Rationale: Low Frequency Electrical Stimulation (LFES) has proven to be effective as an alternative treatment for refractory epilepsy. However, LFES requires brain surgery and deep implantation of electrodes in the brain. We investigated whether a non-invasive implementation of this method using low frequency sensory stimulation (LFSS) could provide an effective alternative to surgical resection or electrical stimulation for temporal lobe epilepsy. Methods: Two animal models of Mesial Temporal Lobe Epilepsy (MTLE) were implemented in order to assess the effect of Low Frequency Audio-Visual stimulation on the frequency and duration of seizures. Stimulation was presented in the form of 1-Hz flashing light and clicking sound. EEG recordings were obtained a week prior to stimulation and compared against EEG recordings during stimulation. Histological studies using chromogenic and immnuno staining were performed in order to quantify the cellular correlate of the stimulation and explore potential molecular mechanisms resulting from stimulation. Results: In the kindling model, a 75% reduction in seizures per hour per day was observed p<0.001 (from a baseline of 0.63 ± 0.05 seizures/hour to 0.16 ± 0.15 (N=2)), while in the kainic acid model LFSS produced a reduction of 55% p<0.001 (from a baseline of 0.50 ± 0.34 seizures/hour to 0.23 ± 0.27 (N=8)). The duration of seizures was also significantly reduced in both models, (38% reduction in the kindling model and by 47% in the kainic acid model). Animals receiving LFSS showed greater counts in the CA3 region compared to controls (p < 0.012), suggesting sensory stimulation prevents neural death. Expression of Sonic Hedgehog (SHH) was found to decrease post-stimulation by 60% and the number of CA1 neurons expressing SHH was also significantly higher after stimulation (p < 0.001) suggesting the possibility that LFSS induced lasting plastic effects in the brain.

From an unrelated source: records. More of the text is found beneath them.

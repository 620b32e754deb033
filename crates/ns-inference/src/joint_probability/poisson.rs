use super::{JointProbability, parse_options};
use crate::sample_pair::SamplePairView;
use ns_core::Result;
use serde::Deserialize;
use serde_json::Value;

#[derive(Debug, Clone, Deserialize)]
#[serde(rename_all = "camelCase", default)]
struct PoissonOptions {
    allow_zero_mc_when_zero_data: bool,
}

impl Default for PoissonOptions {
    fn default() -> Self {
        Self { allow_zero_mc_when_zero_data: true }
    }
}

/// Poisson likelihood ratio against the saturated model:
/// `2 * sum[(mu - n) + n ln(n / mu)]`.
#[derive(Debug, Clone)]
pub struct PoissonLlh {
    allow_zero_mc_when_zero_data: bool,
}

impl Default for PoissonLlh {
    fn default() -> Self {
        Self { allow_zero_mc_when_zero_data: true }
    }
}

impl PoissonLlh {
    /// Build from an options block.
    pub fn from_options(options: &Value) -> Result<Self> {
        let opts: PoissonOptions = parse_options("PoissonLLH", options)?;
        Ok(Self { allow_zero_mc_when_zero_data: opts.allow_zero_mc_when_zero_data })
    }

    /// Contribution of one bin.
    pub fn bin_term(&self, expected: f64, observed: f64) -> f64 {
        if expected <= 0.0 {
            if observed > 0.0 || !self.allow_zero_mc_when_zero_data {
                return f64::INFINITY;
            }
            return 0.0;
        }
        if observed <= 0.0 {
            return 2.0 * expected;
        }
        2.0 * ((expected - observed) + observed * (observed / expected).ln())
    }
}

impl JointProbability for PoissonLlh {
    fn type_tag(&self) -> &str {
        "PoissonLLH"
    }

    fn eval(&self, pair: &SamplePairView<'_>) -> f64 {
        let model = pair.model.histogram().content();
        let data = pair.data.histogram().content();
        model.iter().zip(data).map(|(&mu, &n)| self.bin_term(mu, n)).sum()
    }
}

Conclusions: Significant reduction of seizure frequency/duration indicates that 1-Hz sensory stimulation can significantly decrease excitability and frequency of seizures in the hippocampus. The effect of the stimulation on the expression of molecular markers for MTLE provides a cellular correlate basis for the efficacy of this non-invasive intervention modality.